-- Your assignment --
Find every line in the records below that holds the word "rank" and copy it.

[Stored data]
- - - -

use axum::{
    extract::{Path, Query, State},
    http::StatusCode,
    response::Html,
};
use ov_core::render::{render_article, ArticleBody, FailureReason, MetadataSection};
use ov_core::{keyed_articles, Article, ArticleKey, Dataset, Error};
use std::sync::Arc;
use crate::handlers::{error_status, ArticleQuery};
use crate::html::{self, attr_url, escape, external_link, path_href};
use crate::AppState;

type Page = (StatusCode, Html<String>);

#[derive(Debug, Default, serde::Deserialize)]
pub struct ListQuery {
    #[serde(default)]
    pub all: bool,
}

pub async fn index(State(state): State<Arc<AppState>>) -> Page {
    let entries = state.store.list_datasets().await;
    let mut body = String::from(
        "<header><h1>OSINT Articles</h1>\
<p>Browse analyzed news articles from various data sources</p></header>\n<main>\n",
    );
    if entries.is_empty() {
        body.push_str(
            "<div class=\"empty\"><h2>No data files found</h2>\
<p>Add YAML files to the data directory to get started</p></div>\n",
        );
    } else {
        body.push_str(&format!("<h2>Available Data Files ({})</h2>\n", entries.len()));
        for entry in &entries {
            let meta = &entry.dataset.metadata;
            body.push_str(&format!(
                "<a class=\"card\" href=\"{}\"><h3>{}</h3>\
<p>{}</p><p><strong>Query</strong> {}</p>\
<span class=\"badge\">{} articles</span><span class=\"badge\">{} successful</span></a>\n",
                attr_url(&path_href(&["articles", &entry.filename])),
                escape(&entry.dataset.name),
                escape(&meta.processed_at.long_date()),
                escape(&meta.query),
                meta.total_articles,
                meta.successful,
            ));
        }
    }
    body.push_str("</main>");
    (StatusCode::OK, Html(html::layout("OSINT Articles", &body)))
}

pub async fn dataset(
    State(state): State<Arc<AppState>>,
    Path(filename): Path<String>,
    Query(query): Query<ListQuery>,
) -> Page {
    match state.load_articles(&filename, query.all).await {
        Ok(dataset) => (StatusCode::OK, Html(dataset_page(&filename, &dataset))),
        Err(e) => error_page(&e),
    }
}

pub async fn article(
    State(state): State<Arc<AppState>>,
    Path((filename, index)): Path<(String, usize)>,
    Query(query): Query<ArticleQuery>,
) -> Page {
    let dataset = match state.load_articles(&filename, query.all).await {
        Ok(dataset) => dataset,
        Err(e) => return error_page(&e),
    };
    let found = keyed_articles(&dataset).nth(index);
    match found {
        Some((key, article)) => (
            StatusCode::OK,
            Html(article_page(&filename, &dataset, &key, article, query)),
        ),
        None => error_page(&Error::NotFound(format!("{} article {}", filename, index))),
    }
}

/// Same page for every load failure; the cause stays in the logs.
fn error_page(error: &Error) -> Page {
    let body = "<header><a href=\"/\">&larr; Back to Home</a></header>\n<main><div class=\"empty\">\
<h2>Error loading data</h2><p>Could not load this dataset</p></div></main>";
    (error_status(error), Html(html::layout("Error loading data", body)))
}

fn dataset_page(filename: &str, dataset: &Dataset) -> String {
    let meta = &dataset.metadata;
    let mut body = format!(
        "<header><nav><a href=\"/\">Home</a> / {name}</nav><h1>{name}</h1>\
<p><strong>Query:</strong> {query} &middot; <strong>Total Articles:</strong> {total} \
&middot; <strong>Successful:</strong> {successful}</p></header>\n<main>\n",
        name = escape(&dataset.name),
        query = escape(&meta.query),
        total = meta.total_articles,
        successful = meta.successful,
    );
    if dataset.articles.is_empty() {
        body.push_str(
            "<div class=\"empty\"><h2>No articles found</h2>\
<p>This data file does not contain any articles</p></div>\n",
        );
    } else {
        body.push_str(&format!("<h2>Articles ({})</h2>\n", dataset.articles.len()));
        for (key, article) in keyed_articles(dataset) {
            body.push_str(&article_card(filename, &key, article));
        }
    }
    body.push_str("</main>");
    html::layout(&dataset.name, &body)
}

fn article_card(filename: &str, key: &ArticleKey, article: &Article) -> String {
    let index = key.index.to_string();
    let failure = FailureReason::of(article);
    let mut card = format!(
        "<article class=\"card{}\" id=\"{}\" aria-label=\"Article: {}{}\">\n",
        if failure.is_some() { " unavailable" } else { "" },
        escape(&key.to_string()),
        escape(&article.original_title),
        if failure.is_some() { " (unavailable)" } else { "" },
    );
    if let Some(thumbnail) = article.thumbnail() {
        card.push_str(&format!(
            "<img class=\"thumb\" src=\"{}\" alt=\"{}\" loading=\"lazy\" referrerpolicy=\"no-referrer\">\n",
            attr_url(thumbnail),
            escape(&article.original_title),
        ));
    }
    let title = escape(&article.original_title);
    match failure {
        None => {
            let href = path_href(&["articles", filename, &index]);
            card.push_str(&format!(
                "<h3><a href=\"{}\">{}</a></h3>\n<p><a href=\"{}?mode=metadata\">Details</a> &middot; {}</p>\n",
                attr_url(&href),
                title,
                attr_url(&href),
                external_link(&article.url, "Open article in new tab"),
            ));
        }
        Some(reason) => {
            card.push_str(&format!(
                "<h3>{}</h3>\n<p>{}</p>\n<div class=\"failure\">{}</div>\n",
                title,
                external_link(&article.url, "Open article in new tab"),
                escape(reason.label()),
            ));
        }
    }
    card.push_str(&format!("<p>{}</p>\n", escape(article.snippet())));
    card.push_str(&format!(
        "<p>Relevance <span class=\"badge\">{:.2}</span> \
<progress max=\"100\" value=\"{:.0}\"></progress>",
        article.score(),
        article.relevance_percent(),
    ));
    if let Some(source) = article.source() {
        card.push_str(&format!(" <span class=\"badge\">{}</span>", escape(source)));
    }
    if let Some(rank) = article.rank() {
        card.push_str(&format!(" <span class=\"badge\">#{}</span>", rank));
    }
    if failure.is_some() {
        card.push_str(" <span class=\"badge destructive\">Unavailable</span>");
    }
    card.push_str("</p>\n</article>\n");
    card
}

fn article_page(
    filename: &str,
    dataset: &Dataset,
    key: &ArticleKey,
    article: &Article,
    query: ArticleQuery,
) -> String {
    let dataset_href = path_href(&["articles", filename]);
    let mut body = format!(
        "<header><nav><a href=\"/\">Home</a> / <a href=\"{}\">{}</a></nav><h1>{}</h1><p>",
        attr_url(&dataset_href),
        escape(&dataset.name),
        escape(&article.original_title),
    );
    match article.source() {
        Some(source) => body.push_str(&format!("<span class=\"badge\">{}</span> ", escape(source))),
        None if !article.is_displayable() => {
            body.push_str("<span class=\"badge destructive\">Unavailable</span> ")
        }
        None => {}
    }
    body.push_str(&external_link(&article.url, "View original article"));
    body.push_str("</p>");

    let rendered = render_article(article, query.mode.unwrap_or_default());
    if rendered.mode().is_some() {
        let base = path_href(&["articles", filename, &key.index.to_string()]);
        let suffix = if query.all { "&all=true" } else { "" };
        body.push_str(&format!(
            "<p><a href=\"{base}?mode=body{suffix}\">Article</a> &middot; \
<a href=\"{base}?mode=metadata{suffix}\">Details</a></p>",
            base = attr_url(&base),
            suffix = escape(suffix),
        ));
    }
    body.push_str("</header>\n<main class=\"prose\">\n");

    match &rendered {
        ArticleBody::Body { document } => body.push_str(&html::document(document)),
        ArticleBody::Metadata { sections } => body.push_str(&metadata_markup(sections)),
        ArticleBody::Failure { reason, detail } => {
            body.push_str(&format!(
                "<div class=\"empty\"><h3 class=\"failure\">Content Unavailable</h3><p>{}</p>",
                escape(reason.detail())
            ));
            if let Some(detail) = detail {
                body.push_str(&format!(
                    "<details><summary>Show error details</summary><pre>{}</pre></details>",
                    escape(detail)
                ));
            }
            body.push_str(
                "<p>You can still view the original article using the link above.</p></div>",
            );
        }
    }
    body.push_str("\n</main>");
    html::layout(&article.original_title, &body)
}

fn metadata_markup(sections: &[MetadataSection<'_>]) -> String {
    let mut out = String::new();
    for section in sections {
        out.push_str(&format!("<section><h4>{}</h4>", section.title()));
        match section {
            MetadataSection::Summary(text)
            | MetadataSection::Source(text)
            | MetadataSection::ContentType(text) => {
                out.push_str(&format!("<p>{}</p>", escape(text)))
            }
            MetadataSection::Published(text)
            | MetadataSection::Updated(text)
            | MetadataSection::Authors(text) => out.push_str(&format!("<p>{}</p>", escape(text))),
            MetadataSection::Categories(items) | MetadataSection::Tags(items) => {
                for item in items.iter() {
                    out.push_str(&format!("<span class=\"badge\">{}</span>", escape(item)));
                }
            }
            MetadataSection::KeyPoints(items) | MetadataSection::Entities(items) => {
                out.push_str("<ul>");
                for item in items.iter() {
                    out.push_str(&format!("<li>{}</li>", escape(item)));
                }
                out.push_str("</ul>");
            }
            MetadataSection::Paywall => out.push_str("<p>This article is behind a paywall.</p>"),
        }
        out.push_str("</section>\n");
    }
    out
}
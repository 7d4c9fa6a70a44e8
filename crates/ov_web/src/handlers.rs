use axum::{
    extract::{Path, Query, State},
    http::StatusCode,
    response::{IntoResponse, Response},
    Json,
};
use ov_core::render::{render_article, ArticleBody, ViewMode};
use ov_core::{keyed_articles, ArticleKey, Dataset, DatasetMetadata, Error};
use serde::{Deserialize, Serialize};
use serde_json::{json, Value};
use std::sync::Arc;
use tracing::{debug, error};
use crate::AppState;

/// JSON error body for a failed dataset request.
pub struct ApiError(pub Error);

impl From<Error> for ApiError {
    fn from(error: Error) -> Self {
        Self(error)
    }
}

pub(crate) fn error_status(error: &Error) -> StatusCode {
    match error {
        Error::InvalidIdentifier(_) => StatusCode::BAD_REQUEST,
        e if e.is_load_failure() => StatusCode::NOT_FOUND,
        _ => StatusCode::INTERNAL_SERVER_ERROR,
    }
}

impl IntoResponse for ApiError {
    fn into_response(self) -> Response {
        let status = error_status(&self.0);
        let message = match status {
            StatusCode::BAD_REQUEST => "Invalid filename",
            StatusCode::NOT_FOUND => "Failed to load data file",
            _ => "Internal server error",
        };
        if status.is_server_error() {
            error!("Error loading YAML file: {}", self.0);
        } else {
            debug!("Dataset request failed: {}", self.0);
        }
        (status, Json(json!({ "error": message }))).into_response()
    }
}

#[derive(Debug, Serialize)]
pub struct DatasetSummary {
    pub filename: String,
    pub name: String,
    pub metadata: DatasetMetadata,
}

#[derive(Debug, Default, Deserialize)]
pub struct ArticleQuery {
    pub mode: Option<ViewMode>,
    #[serde(default)]
    pub all: bool,
}

#[derive(Debug, Serialize)]
struct ArticleResponse<'a> {
    key: ArticleKey,
    url: &'a str,
    title: &'a str,
    body: ArticleBody<'a>,
}

pub async fn list_datasets(State(state): State<Arc<AppState>>) -> impl IntoResponse {
    let summaries: Vec<DatasetSummary> = state
        .store
        .list_datasets()
        .await
        .into_iter()
        .map(|entry| DatasetSummary {
            filename: entry.filename,
            name: entry.dataset.name,
            metadata: entry.dataset.metadata,
        })
        .collect();
    Json(summaries)
}

pub async fn get_data(
    State(state): State<Arc<AppState>>,
    Path(filename): Path<String>,
) -> Result<Json<Dataset>, ApiError> {
    Ok(Json(state.store.get_dataset(&filename).await?))
}

pub async fn get_view(
    State(state): State<Arc<AppState>>,
    Path(filename): Path<String>,
) -> Result<Json<Dataset>, ApiError> {
    Ok(Json(state.store.get_view(&filename).await?))
}

pub async fn get_article(
    State(state): State<Arc<AppState>>,
    Path((filename, index)): Path<(String, usize)>,
    Query(query): Query<ArticleQuery>,
) -> Result<Json<Value>, ApiError> {
    let dataset = state.load_articles(&filename, query.all).await?;
    let (key, article) = keyed_articles(&dataset)
        .nth(index)
        .ok_or_else(|| Error::NotFound(format!("{} article {}", filename, index)))?;
    let response = ArticleResponse {
        key,
        url: &article.url,
        title: &article.original_title,
        body: render_article(article, query.mode.unwrap_or_default()),
    };
    Ok(Json(serde_json::to_value(&response).map_err(Error::from)?))
}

- - - -

-- Response box --
    if let Some(rank) = article.rank() {
        card.push_str(&format!(" <span class=\"badge\">#{}</span>", rank));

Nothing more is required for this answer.